_Task prompt_
Would you please retype, exactly, the lines of the listing below between the line with "#[derive(Debug, Clone, Copy, PartialEq, Eq, Default)]" and the line with "is joined onto", inclusive?

______________________________

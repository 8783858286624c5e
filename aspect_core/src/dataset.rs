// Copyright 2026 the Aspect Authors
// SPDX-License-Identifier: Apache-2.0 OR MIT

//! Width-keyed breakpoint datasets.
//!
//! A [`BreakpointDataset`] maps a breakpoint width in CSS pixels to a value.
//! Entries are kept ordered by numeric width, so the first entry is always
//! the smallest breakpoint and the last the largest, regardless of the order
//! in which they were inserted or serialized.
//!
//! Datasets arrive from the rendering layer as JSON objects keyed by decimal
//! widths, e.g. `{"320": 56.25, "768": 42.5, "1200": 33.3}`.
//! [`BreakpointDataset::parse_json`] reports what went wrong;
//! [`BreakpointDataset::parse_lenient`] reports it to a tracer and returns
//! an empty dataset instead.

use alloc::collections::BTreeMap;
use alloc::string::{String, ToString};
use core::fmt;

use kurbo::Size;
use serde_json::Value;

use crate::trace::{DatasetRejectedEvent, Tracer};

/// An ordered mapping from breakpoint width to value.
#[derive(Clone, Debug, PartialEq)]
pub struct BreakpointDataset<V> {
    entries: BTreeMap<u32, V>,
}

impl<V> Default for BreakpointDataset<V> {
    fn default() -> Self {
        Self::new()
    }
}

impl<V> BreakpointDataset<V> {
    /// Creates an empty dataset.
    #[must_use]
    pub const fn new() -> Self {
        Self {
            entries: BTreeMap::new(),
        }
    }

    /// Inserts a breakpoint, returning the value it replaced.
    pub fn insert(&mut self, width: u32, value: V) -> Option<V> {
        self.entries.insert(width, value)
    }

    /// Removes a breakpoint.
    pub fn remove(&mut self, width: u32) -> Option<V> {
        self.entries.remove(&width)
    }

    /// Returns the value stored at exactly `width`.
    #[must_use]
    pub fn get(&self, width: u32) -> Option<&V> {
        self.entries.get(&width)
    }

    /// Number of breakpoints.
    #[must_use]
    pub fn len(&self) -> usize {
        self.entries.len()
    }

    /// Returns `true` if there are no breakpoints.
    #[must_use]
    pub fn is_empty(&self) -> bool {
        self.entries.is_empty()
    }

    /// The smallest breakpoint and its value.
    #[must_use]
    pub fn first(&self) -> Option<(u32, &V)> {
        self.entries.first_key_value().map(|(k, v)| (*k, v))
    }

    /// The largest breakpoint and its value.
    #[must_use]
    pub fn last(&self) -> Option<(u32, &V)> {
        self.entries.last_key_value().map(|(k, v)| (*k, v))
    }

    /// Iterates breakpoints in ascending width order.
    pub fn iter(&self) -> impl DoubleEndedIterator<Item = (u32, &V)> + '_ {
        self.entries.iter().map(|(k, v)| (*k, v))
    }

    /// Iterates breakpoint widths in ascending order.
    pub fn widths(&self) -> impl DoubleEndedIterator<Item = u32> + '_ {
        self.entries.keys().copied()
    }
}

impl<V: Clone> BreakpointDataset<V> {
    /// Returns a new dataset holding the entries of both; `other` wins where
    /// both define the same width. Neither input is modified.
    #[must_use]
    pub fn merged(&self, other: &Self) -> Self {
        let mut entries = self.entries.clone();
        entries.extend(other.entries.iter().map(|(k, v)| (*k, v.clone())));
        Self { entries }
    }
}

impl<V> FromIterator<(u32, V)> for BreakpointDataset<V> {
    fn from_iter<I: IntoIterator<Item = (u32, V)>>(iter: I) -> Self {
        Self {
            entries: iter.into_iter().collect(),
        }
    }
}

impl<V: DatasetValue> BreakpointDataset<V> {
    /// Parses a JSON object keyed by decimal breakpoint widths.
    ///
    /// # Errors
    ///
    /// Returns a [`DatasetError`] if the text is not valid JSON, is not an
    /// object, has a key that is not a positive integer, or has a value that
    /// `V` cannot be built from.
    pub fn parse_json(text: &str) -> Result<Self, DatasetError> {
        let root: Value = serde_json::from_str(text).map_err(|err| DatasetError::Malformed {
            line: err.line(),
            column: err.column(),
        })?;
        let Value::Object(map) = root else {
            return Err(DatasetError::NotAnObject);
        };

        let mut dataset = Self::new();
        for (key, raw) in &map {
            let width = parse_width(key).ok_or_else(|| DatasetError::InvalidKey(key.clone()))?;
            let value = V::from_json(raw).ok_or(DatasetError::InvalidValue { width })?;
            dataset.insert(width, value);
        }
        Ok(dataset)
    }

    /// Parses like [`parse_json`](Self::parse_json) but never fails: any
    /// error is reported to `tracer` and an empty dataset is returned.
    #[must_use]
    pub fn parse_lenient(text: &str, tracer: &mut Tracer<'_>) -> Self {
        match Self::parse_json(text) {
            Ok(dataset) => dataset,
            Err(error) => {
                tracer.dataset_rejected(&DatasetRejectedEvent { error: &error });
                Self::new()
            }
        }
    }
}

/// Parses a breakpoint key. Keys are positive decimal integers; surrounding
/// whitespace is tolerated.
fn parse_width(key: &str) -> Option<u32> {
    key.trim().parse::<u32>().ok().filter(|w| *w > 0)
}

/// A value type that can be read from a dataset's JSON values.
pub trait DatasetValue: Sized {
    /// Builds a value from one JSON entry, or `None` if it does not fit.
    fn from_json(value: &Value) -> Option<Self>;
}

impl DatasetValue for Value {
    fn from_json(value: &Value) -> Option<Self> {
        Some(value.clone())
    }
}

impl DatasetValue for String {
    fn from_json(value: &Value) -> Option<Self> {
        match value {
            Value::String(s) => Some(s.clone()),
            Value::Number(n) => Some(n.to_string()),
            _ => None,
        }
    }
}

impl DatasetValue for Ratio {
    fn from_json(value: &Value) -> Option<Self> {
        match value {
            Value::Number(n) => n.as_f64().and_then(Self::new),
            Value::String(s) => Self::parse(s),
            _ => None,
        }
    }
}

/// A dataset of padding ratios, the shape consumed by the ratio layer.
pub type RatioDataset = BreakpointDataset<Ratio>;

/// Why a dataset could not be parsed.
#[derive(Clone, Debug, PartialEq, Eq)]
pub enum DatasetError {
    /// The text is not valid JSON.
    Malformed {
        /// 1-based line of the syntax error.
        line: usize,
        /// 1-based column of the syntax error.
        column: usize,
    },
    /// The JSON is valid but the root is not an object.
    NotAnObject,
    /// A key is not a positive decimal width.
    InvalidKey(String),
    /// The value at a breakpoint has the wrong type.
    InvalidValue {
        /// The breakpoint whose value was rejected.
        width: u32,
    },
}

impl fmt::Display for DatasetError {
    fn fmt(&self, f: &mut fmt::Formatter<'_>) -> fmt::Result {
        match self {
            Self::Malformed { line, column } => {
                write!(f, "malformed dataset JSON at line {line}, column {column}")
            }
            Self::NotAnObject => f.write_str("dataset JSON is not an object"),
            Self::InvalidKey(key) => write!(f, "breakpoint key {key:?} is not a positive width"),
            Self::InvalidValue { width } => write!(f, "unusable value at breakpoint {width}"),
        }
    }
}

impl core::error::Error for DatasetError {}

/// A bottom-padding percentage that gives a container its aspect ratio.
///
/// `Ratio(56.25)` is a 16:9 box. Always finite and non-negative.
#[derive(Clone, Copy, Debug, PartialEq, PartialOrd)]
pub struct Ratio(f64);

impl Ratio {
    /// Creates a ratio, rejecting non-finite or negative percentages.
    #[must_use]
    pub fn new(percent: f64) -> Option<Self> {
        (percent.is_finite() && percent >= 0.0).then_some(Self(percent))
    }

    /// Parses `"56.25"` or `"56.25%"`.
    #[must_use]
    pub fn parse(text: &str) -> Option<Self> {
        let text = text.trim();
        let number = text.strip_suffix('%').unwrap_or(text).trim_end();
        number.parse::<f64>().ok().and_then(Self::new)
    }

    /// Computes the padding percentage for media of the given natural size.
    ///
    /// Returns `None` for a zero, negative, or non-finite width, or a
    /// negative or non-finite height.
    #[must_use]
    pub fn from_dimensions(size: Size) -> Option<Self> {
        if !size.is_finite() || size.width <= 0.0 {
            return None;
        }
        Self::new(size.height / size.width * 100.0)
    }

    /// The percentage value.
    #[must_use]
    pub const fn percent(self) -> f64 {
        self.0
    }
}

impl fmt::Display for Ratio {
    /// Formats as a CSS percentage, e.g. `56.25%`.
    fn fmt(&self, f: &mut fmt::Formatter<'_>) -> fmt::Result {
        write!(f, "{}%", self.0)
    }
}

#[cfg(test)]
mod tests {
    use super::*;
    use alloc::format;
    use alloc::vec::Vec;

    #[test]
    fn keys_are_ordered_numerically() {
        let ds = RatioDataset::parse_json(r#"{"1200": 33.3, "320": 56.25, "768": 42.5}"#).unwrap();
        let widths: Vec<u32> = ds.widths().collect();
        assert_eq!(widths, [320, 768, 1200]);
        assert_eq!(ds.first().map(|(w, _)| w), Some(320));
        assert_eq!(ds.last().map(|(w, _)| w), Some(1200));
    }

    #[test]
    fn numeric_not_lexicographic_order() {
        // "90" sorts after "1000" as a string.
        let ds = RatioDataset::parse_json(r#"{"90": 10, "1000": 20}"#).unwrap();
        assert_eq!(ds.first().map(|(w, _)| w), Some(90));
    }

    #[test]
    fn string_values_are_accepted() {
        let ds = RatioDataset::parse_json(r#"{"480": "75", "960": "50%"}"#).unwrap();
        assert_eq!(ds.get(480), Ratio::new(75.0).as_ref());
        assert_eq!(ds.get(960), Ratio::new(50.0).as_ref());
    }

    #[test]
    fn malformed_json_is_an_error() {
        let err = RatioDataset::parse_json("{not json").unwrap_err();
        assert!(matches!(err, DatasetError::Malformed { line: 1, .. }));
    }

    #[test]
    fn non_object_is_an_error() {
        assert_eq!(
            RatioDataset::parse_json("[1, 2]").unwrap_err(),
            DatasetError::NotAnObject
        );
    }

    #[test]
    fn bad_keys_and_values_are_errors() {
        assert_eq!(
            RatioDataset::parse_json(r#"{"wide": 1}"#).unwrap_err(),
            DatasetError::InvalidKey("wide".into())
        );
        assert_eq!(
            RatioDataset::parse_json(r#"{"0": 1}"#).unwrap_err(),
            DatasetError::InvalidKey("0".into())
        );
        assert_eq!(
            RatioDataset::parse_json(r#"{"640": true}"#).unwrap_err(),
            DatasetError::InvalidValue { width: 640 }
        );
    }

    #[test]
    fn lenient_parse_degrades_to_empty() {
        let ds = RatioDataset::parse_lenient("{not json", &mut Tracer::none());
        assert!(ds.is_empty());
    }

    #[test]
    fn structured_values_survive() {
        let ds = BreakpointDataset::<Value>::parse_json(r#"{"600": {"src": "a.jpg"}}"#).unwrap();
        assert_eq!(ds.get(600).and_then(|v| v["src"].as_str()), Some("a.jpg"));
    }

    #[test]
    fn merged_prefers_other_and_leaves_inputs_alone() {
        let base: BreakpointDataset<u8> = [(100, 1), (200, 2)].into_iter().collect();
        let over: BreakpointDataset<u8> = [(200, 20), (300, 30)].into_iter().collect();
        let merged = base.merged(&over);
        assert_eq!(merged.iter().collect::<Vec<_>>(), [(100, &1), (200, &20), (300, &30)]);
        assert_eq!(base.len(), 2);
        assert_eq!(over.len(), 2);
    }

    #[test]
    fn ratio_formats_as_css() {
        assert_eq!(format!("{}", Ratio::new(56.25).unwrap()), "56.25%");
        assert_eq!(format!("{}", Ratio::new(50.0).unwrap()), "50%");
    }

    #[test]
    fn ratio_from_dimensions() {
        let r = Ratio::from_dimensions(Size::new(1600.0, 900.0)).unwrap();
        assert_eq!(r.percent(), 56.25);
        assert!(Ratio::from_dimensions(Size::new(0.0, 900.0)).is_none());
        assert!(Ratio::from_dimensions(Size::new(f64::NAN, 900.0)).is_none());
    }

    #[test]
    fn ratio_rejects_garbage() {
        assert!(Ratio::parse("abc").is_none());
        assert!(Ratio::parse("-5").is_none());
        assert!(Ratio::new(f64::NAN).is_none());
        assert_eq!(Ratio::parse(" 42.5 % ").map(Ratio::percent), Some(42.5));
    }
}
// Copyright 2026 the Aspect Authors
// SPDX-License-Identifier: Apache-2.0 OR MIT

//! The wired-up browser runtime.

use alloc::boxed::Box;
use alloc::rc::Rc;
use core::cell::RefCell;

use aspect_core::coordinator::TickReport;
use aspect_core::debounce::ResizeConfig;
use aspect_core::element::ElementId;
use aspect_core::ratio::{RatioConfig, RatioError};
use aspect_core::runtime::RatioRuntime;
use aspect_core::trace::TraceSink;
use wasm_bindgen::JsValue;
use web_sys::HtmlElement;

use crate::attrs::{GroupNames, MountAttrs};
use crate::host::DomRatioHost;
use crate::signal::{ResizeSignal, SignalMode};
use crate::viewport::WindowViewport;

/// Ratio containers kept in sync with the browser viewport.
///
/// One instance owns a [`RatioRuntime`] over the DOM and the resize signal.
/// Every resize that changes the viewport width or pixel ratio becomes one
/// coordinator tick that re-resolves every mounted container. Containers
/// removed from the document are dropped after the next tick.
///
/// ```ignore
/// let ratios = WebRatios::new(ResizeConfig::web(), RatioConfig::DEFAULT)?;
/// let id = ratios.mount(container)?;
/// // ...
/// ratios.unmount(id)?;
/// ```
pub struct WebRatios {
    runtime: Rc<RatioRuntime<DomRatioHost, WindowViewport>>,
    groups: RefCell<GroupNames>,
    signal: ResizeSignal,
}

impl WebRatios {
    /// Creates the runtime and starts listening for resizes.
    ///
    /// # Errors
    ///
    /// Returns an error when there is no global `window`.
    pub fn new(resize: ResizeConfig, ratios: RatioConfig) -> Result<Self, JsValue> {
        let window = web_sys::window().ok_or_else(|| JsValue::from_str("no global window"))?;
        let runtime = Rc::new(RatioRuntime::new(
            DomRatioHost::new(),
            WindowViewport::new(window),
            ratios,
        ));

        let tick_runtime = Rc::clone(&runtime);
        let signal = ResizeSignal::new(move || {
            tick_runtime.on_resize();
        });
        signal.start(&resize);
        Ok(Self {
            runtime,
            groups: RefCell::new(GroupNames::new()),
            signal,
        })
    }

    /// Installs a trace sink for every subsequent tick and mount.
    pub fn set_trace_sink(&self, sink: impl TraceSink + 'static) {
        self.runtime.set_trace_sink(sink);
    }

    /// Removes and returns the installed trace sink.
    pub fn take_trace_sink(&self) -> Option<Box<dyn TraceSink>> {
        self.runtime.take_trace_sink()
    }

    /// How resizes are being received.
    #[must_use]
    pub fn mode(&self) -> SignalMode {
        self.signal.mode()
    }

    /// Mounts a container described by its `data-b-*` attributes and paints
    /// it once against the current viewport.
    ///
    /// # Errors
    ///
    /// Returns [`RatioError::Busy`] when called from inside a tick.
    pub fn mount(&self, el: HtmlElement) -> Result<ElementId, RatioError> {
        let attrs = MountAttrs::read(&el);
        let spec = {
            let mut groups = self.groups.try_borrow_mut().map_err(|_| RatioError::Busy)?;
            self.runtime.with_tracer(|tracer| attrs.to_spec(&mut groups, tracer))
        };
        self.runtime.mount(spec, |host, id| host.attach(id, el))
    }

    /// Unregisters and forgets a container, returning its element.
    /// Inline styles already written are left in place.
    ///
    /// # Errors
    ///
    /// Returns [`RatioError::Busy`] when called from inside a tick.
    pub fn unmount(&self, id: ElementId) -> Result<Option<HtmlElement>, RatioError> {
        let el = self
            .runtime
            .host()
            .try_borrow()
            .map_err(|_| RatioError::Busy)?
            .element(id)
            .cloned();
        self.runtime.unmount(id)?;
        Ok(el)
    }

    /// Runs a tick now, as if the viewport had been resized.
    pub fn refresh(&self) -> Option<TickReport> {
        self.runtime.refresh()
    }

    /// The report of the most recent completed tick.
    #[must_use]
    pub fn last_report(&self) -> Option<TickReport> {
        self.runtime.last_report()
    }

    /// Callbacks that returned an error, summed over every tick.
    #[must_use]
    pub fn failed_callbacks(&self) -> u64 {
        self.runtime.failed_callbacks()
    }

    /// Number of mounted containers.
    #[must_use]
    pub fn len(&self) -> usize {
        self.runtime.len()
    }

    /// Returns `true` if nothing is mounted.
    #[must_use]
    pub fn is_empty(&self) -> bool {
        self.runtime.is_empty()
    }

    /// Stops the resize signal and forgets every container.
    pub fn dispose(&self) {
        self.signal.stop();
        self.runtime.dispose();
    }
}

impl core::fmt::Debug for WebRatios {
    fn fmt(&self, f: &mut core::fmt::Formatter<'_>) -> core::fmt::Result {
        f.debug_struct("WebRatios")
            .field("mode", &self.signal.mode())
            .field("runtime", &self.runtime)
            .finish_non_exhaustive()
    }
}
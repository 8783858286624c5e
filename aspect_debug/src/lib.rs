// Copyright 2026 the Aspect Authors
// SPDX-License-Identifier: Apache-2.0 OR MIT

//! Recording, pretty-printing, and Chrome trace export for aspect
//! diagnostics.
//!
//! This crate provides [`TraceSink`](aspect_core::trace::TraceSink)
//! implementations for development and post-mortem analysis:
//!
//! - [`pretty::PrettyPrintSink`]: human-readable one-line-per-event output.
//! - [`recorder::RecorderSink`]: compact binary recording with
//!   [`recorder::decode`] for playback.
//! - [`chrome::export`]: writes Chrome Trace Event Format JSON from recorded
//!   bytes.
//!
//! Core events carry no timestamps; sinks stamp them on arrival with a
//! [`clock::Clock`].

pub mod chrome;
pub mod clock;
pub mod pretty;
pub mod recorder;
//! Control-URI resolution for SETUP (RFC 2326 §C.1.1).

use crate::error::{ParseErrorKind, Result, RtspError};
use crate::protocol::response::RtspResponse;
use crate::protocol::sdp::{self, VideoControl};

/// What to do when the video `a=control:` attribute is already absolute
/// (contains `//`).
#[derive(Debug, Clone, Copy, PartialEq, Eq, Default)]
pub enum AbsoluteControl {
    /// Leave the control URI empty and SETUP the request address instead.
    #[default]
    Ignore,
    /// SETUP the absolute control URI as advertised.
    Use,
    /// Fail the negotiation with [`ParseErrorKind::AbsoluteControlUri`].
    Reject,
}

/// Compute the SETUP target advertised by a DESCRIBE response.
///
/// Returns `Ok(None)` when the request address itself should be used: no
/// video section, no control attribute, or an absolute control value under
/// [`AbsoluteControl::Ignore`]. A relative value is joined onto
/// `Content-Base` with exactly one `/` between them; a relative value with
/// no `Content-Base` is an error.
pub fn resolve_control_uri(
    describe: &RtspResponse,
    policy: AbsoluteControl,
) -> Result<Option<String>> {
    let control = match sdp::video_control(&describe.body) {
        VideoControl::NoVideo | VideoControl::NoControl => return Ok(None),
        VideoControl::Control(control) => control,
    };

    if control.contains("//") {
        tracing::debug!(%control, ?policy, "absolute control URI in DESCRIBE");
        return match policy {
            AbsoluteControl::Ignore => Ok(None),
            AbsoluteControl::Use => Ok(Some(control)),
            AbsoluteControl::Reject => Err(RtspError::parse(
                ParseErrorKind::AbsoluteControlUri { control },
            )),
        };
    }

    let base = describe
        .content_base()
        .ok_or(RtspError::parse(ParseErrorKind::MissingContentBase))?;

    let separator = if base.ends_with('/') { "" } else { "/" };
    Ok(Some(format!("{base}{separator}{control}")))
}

______________________________

_Expected output_
#[derive(Debug, Clone, Copy, PartialEq, Eq, Default)]
pub enum AbsoluteControl {
    /// Leave the control URI empty and SETUP the request address instead.
    #[default]
    Ignore,
    /// SETUP the absolute control URI as advertised.
    Use,
    /// Fail the negotiation with [`ParseErrorKind::AbsoluteControlUri`].
    Reject,
}

/// Compute the SETUP target advertised by a DESCRIBE response.
///
/// Returns `Ok(None)` when the request address itself should be used: no
/// video section, no control attribute, or an absolute control value under
/// [`AbsoluteControl::Ignore`]. A relative value is joined onto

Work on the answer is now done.